Los lobos del Vaticano, aquellos sectores poderosos de la Curia que acosaron a Benedicto XVI hasta lograr su renuncia en febrero de 2013, han regresado.
Desde entonces habían permanecido agazapados, contemplando no sin cierto disgusto los intentos de apertura de Francisco hacia las nuevas familias o ese discurso social suyo, tan poco académico, que ha logrado recuperar la confianza de muchos católicos en su Iglesia y la mirada hacia Roma de los principales líderes mundiales.
Pero ahora, justo cuando Su Santidad pretende arrojar luz de una vez por todas sobre las finanzas vaticanas -aprobando severas leyes internas de transparencia y negociando con el Gobierno italiano el fin del Vaticano como paraíso fiscal-, aquellos lobos del poder y el dinero están intentando evitarlo con las mismas armas que usaron contra Joseph Ratzinger: la filtración de documentos envenenados para sembrar la duda y la división entre el Papa y sus ayudantes.
Si, como ya denunció L’Osservatore Romano, Benedicto XVI era “un pastor rodeado por lobos”, el Santo Padre es, sencillamente, un hombre solo, tal vez ahora más solo que nunca.

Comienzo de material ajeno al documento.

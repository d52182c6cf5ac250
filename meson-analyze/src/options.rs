use serde::Serialize;
use tracing::{debug, warn};

use crate::ast::{Ast, NodeId, NodeKind};
use crate::types::{ObjectKind, Type, TypeSet};

#[derive(Debug, Clone, PartialEq, Eq, Serialize)]
#[serde(tag = "type", rename_all = "lowercase")]
pub enum OptionKind {
    String,
    Integer,
    Boolean,
    Feature,
    Combo { values: Vec<String> },
    Array { choices: Vec<String> },
}

/// A build option, builtin or declared by the project.
#[derive(Debug, Clone, PartialEq, Eq, Serialize)]
pub struct MesonOption {
    pub name: String,
    pub description: Option<String>,
    pub deprecated: bool,
    #[serde(flatten)]
    pub kind: OptionKind,
}

impl MesonOption {
    pub fn type_name(&self) -> &'static str {
        match self.kind {
            OptionKind::String => "string",
            OptionKind::Integer => "integer",
            OptionKind::Boolean => "boolean",
            OptionKind::Feature => "feature",
            OptionKind::Combo { .. } => "combo",
            OptionKind::Array { .. } => "array",
        }
    }

    /// Types `get_option()` yields for this option.
    pub fn value_types(&self) -> TypeSet {
        match self.kind {
            OptionKind::String | OptionKind::Combo { .. } => TypeSet::single(Type::Str),
            OptionKind::Integer => TypeSet::single(Type::Int),
            OptionKind::Boolean => TypeSet::single(Type::Bool),
            OptionKind::Feature => TypeSet::single(Type::Object(ObjectKind::Feature)),
            OptionKind::Array { .. } => {
                TypeSet::single(Type::list_of([Type::Int, Type::Str, Type::Bool]))
            }
        }
    }

    /// Values a string-valued option may statically take.
    pub fn possible_values(&self) -> &[String] {
        match &self.kind {
            OptionKind::Combo { values } => values,
            OptionKind::Array { choices } => choices,
            _ => &[],
        }
    }
}

#[derive(Clone, Copy)]
enum Builtin {
    Str,
    Int,
    Bool,
    Feature,
    Combo(&'static [&'static str]),
    Array,
}

const BUILTIN_OPTIONS: &[(&str, Builtin, &str)] = &[
    (
        "auto_features",
        Builtin::Feature,
        "Override value of all `auto` features (Default: `auto`)",
    ),
    (
        "backend",
        Builtin::Combo(&[
            "ninja", "vs", "vs2010", "vs2012", "vs2013", "vs2015", "vs2017", "vs2019", "vs2022",
            "xcode", "none",
        ]),
        "Backend to use (Default: `ninja`)",
    ),
    (
        "b_colorout",
        Builtin::Combo(&["auto", "always", "never"]),
        "Use colored output (Default: `always`)",
    ),
    ("b_coverage", Builtin::Bool, "Enable coverage tracking (Default: `false`)"),
    ("b_lto", Builtin::Bool, "Use link time optimization (Default: `false`)"),
    ("b_lto_threads", Builtin::Int, "Use multiple threads for lto (Default: `0`)"),
    (
        "b_ndebug",
        Builtin::Combo(&["true", "false", "if-release"]),
        "Disable asserts (Default: `false`)",
    ),
    ("b_pch", Builtin::Bool, "Use precompiled headers (Default: `true`)"),
    ("b_pie", Builtin::Bool, "Build position independent executables (Default: `false`)"),
    (
        "b_sanitize",
        Builtin::Combo(&[
            "none",
            "address",
            "thread",
            "undefined",
            "memory",
            "leak",
            "address,undefined",
        ]),
        "Code sanitizer to use (Default: `none`)",
    ),
    (
        "b_vscrt",
        Builtin::Combo(&[
            "none",
            "md",
            "mdd",
            "mt",
            "mtd",
            "from_buildtype",
            "static_from_buildtype",
        ]),
        "VS runtime library to use (Default: `from_buildtype`)",
    ),
    ("bindir", Builtin::Str, "Executable directory (Default: `bin`)"),
    (
        "buildtype",
        Builtin::Combo(&["plain", "debug", "debugoptimized", "release", "minsize", "custom"]),
        "Build type to use (Default: `debug`)",
    ),
    ("c_args", Builtin::Array, "C compile arguments to use"),
    ("c_link_args", Builtin::Array, "C link arguments to use"),
    (
        "c_std",
        Builtin::Combo(&[
            "none", "c89", "c99", "c11", "c17", "c18", "c2x", "gnu89", "gnu99", "gnu11", "gnu17",
            "gnu18", "gnu2x", "gnu23",
        ]),
        "C language standard to use",
    ),
    (
        "cmake_prefix_path",
        Builtin::Array,
        "Additional prefixes for cmake to search before builtin paths",
    ),
    ("cpp_args", Builtin::Array, "C++ compile arguments to use"),
    ("cpp_link_args", Builtin::Array, "C++ link arguments to use"),
    (
        "cpp_std",
        Builtin::Combo(&[
            "none", "c++98", "c++03", "c++11", "c++14", "c++17", "c++1z", "c++2a", "c++20",
            "gnu++03", "gnu++11", "gnu++14", "gnu++17", "gnu++1z", "gnu++2a", "gnu++20",
        ]),
        "C++ language standard to use",
    ),
    ("datadir", Builtin::Str, "Data file directory (Default: `share`)"),
    ("debug", Builtin::Bool, "Enable debug symbols and other information (Default: `true`)"),
    (
        "default_library",
        Builtin::Combo(&["shared", "static", "both"]),
        "Default library type (Default: `shared`)",
    ),
    ("errorlogs", Builtin::Bool, "Whether to print the logs from failing tests (Default: `true`)"),
    (
        "force_fallback_for",
        Builtin::Array,
        "Force fallback for those dependencies (Default: Empty array)",
    ),
    ("includedir", Builtin::Str, "Header file directory (Default: `include`)"),
    ("infodir", Builtin::Str, "Info page directory (Default: `share/info`)"),
    ("layout", Builtin::Combo(&["mirror", "flat"]), "Build directory layout (Default: `mirror`)"),
    ("libdir", Builtin::Str, "Library directory"),
    ("libexecdir", Builtin::Str, "Library executable directory (Default: `libexec`)"),
    ("localedir", Builtin::Str, "Locale data directory (Default: `share/locale`)"),
    ("localstatedir", Builtin::Str, "Localstate data directory (Default: `var`)"),
    ("mandir", Builtin::Str, "Manual page directory (Default: `share/man`)"),
    (
        "optimization",
        Builtin::Combo(&["plain", "0", "g", "1", "2", "3", "s"]),
        "Optimization level (Default: `0`)",
    ),
    (
        "pkg_config_path",
        Builtin::Array,
        "Additional paths for pkg-config to search before builtin paths",
    ),
    (
        "prefer_static",
        Builtin::Bool,
        "Whether to try static linking before shared linking (Default: `false`)",
    ),
    ("prefix", Builtin::Str, "Installation prefix (`C:\\` or `/usr/local` by default)"),
    ("sbindir", Builtin::Str, "System executable directory (Default: `sbin`)"),
    ("sharedstatedir", Builtin::Str, "Architecture-independent data directory (Default: `com`)"),
    ("stdsplit", Builtin::Bool, "Split stdout and stderr in test logs (Default: `true`)"),
    ("strip", Builtin::Bool, "Strip targets on install (Default: `false`)"),
    ("sysconfdir", Builtin::Str, "Sysconf data directory (Default: `etc`)"),
    ("unity", Builtin::Combo(&["on", "off", "subprojects"]), "Unity build (Default: `off`)"),
    ("unity_size", Builtin::Int, "Unity block size (Default: `4`)"),
    ("vsenv", Builtin::Bool, "Activate Visual Studio environment (Default: `false`)"),
    (
        "warning_level",
        Builtin::Combo(&["0", "1", "2", "3", "everything"]),
        "Set the warning level. From 0 = none to everything = highest (Default: `1`)",
    ),
    ("werror", Builtin::Bool, "Treat warnings as errors (Default: `false`)"),
    (
        "wrap_mode",
        Builtin::Combo(&["default", "nofallback", "nodownload", "forcefallback", "nopromote"]),
        "Wrap mode to use (Default: `default`)",
    ),
];

/// Every option a project can query with `get_option()`.
#[derive(Debug, Clone, Serialize)]
pub struct OptionState {
    options: Vec<MesonOption>,
}

impl Default for OptionState {
    fn default() -> Self {
        Self::builtin()
    }
}

impl OptionState {
    pub fn builtin() -> Self {
        let options = BUILTIN_OPTIONS
            .iter()
            .map(|(name, kind, description)| MesonOption {
                name: name.to_string(),
                description: Some(description.to_string()),
                deprecated: false,
                kind: match kind {
                    Builtin::Str => OptionKind::String,
                    Builtin::Int => OptionKind::Integer,
                    Builtin::Bool => OptionKind::Boolean,
                    Builtin::Feature => OptionKind::Feature,
                    Builtin::Combo(values) => OptionKind::Combo {
                        values: values.iter().map(|value| value.to_string()).collect(),
                    },
                    Builtin::Array => OptionKind::Array {
                        choices: Vec::new(),
                    },
                },
            })
            .collect();
        Self { options }
    }

    /// Builtin options followed by `project_options`.
    pub fn with_project_options(project_options: Vec<MesonOption>) -> Self {
        let mut state = Self::builtin();
        state.options.extend(project_options);
        state
    }

    /// Looks up an option. Project options shadow builtins of the same name.
    pub fn find_option(&self, name: &str) -> Option<&MesonOption> {
        self.options.iter().rev().find(|option| option.name == name)
    }

    pub fn options(&self) -> &[MesonOption] {
        &self.options
    }
}

/// Collects the `option()` declarations below `root`.
///
/// Only declarations with a literal name and a literal `type:` are used.
/// Description, deprecation flag and choices are taken when they are
/// literals too.
pub fn extract_options(ast: &Ast, root: NodeId) -> Vec<MesonOption> {
    let mut options = Vec::new();
    let mut pending = vec![root];
    let mut calls = Vec::new();
    while let Some(id) = pending.pop() {
        if let NodeKind::FunctionCall { id: callee, args, .. } = ast.kind(id) {
            if ast.identifier_name(*callee) == Some("option") {
                calls.push((id, *args));
            }
        }
        pending.extend(ast.children(id).into_iter().rev());
    }
    calls.sort_by_key(|(id, _)| *id);

    for (_, args) in calls {
        if let Some(option) = option_from_call(ast, args) {
            debug!(name = %option.name, kind = option.type_name(), "found option");
            options.push(option);
        }
    }
    options
}

fn option_from_call(ast: &Ast, args: Option<NodeId>) -> Option<MesonOption> {
    let name = ast.positional_args(args).first().and_then(|first| ast.string_value(*first))?;
    let kind_name = ast.kwarg(args, "type").and_then(|value| ast.string_value(value))?;

    let description = ast
        .kwarg(args, "description")
        .and_then(|value| ast.string_value(value))
        .map(str::to_string);
    let deprecated = match ast.kwarg(args, "deprecated").map(|value| ast.kind(value)) {
        Some(NodeKind::BooleanLiteral { value }) => *value,
        _ => false,
    };
    let choices: Vec<String> = match ast.kwarg(args, "choices").map(|value| ast.kind(value)) {
        Some(NodeKind::ArrayLiteral { elements }) => elements
            .iter()
            .filter_map(|element| ast.string_value(*element))
            .map(str::to_string)
            .collect(),
        _ => Vec::new(),
    };

    let kind = match kind_name {
        "string" => OptionKind::String,
        "integer" => OptionKind::Integer,
        "boolean" => OptionKind::Boolean,
        "feature" => OptionKind::Feature,
        "array" => OptionKind::Array { choices },
        "combo" => OptionKind::Combo { values: choices },
        other => {
            warn!(name, kind = other, "unknown option type");
            return None;
        }
    };

    Some(MesonOption {
        name: name.to_string(),
        description,
        deprecated,
        kind,
    })
}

Los miles de fieles que, cada miércoles y cada domingo, abarrotan la plaza de San Pedro -en tiempos de Benedicto XVI había que fletar autobuses de jubilados con bocadillo incluido- no se pueden imaginar hasta qué punto el Papa sigue aislado y solo ante la resistencia de poderosos sectores de la Curia.
Ya no se trata de la oposición manifiesta de los conservadores ante el intento de apertura del Papa hacia divorciados vueltos a casar o parejas gays. Ahora se trata de evitar que Su Santidad  y el hombre que trajo para poner fin a la bacanal financiera, el cardenal australiano George Pell, logren su objetivo de convertir al Instituto para las Obras de Religión, banco vaticano en lo que no ha sido nunca, una institución transparente.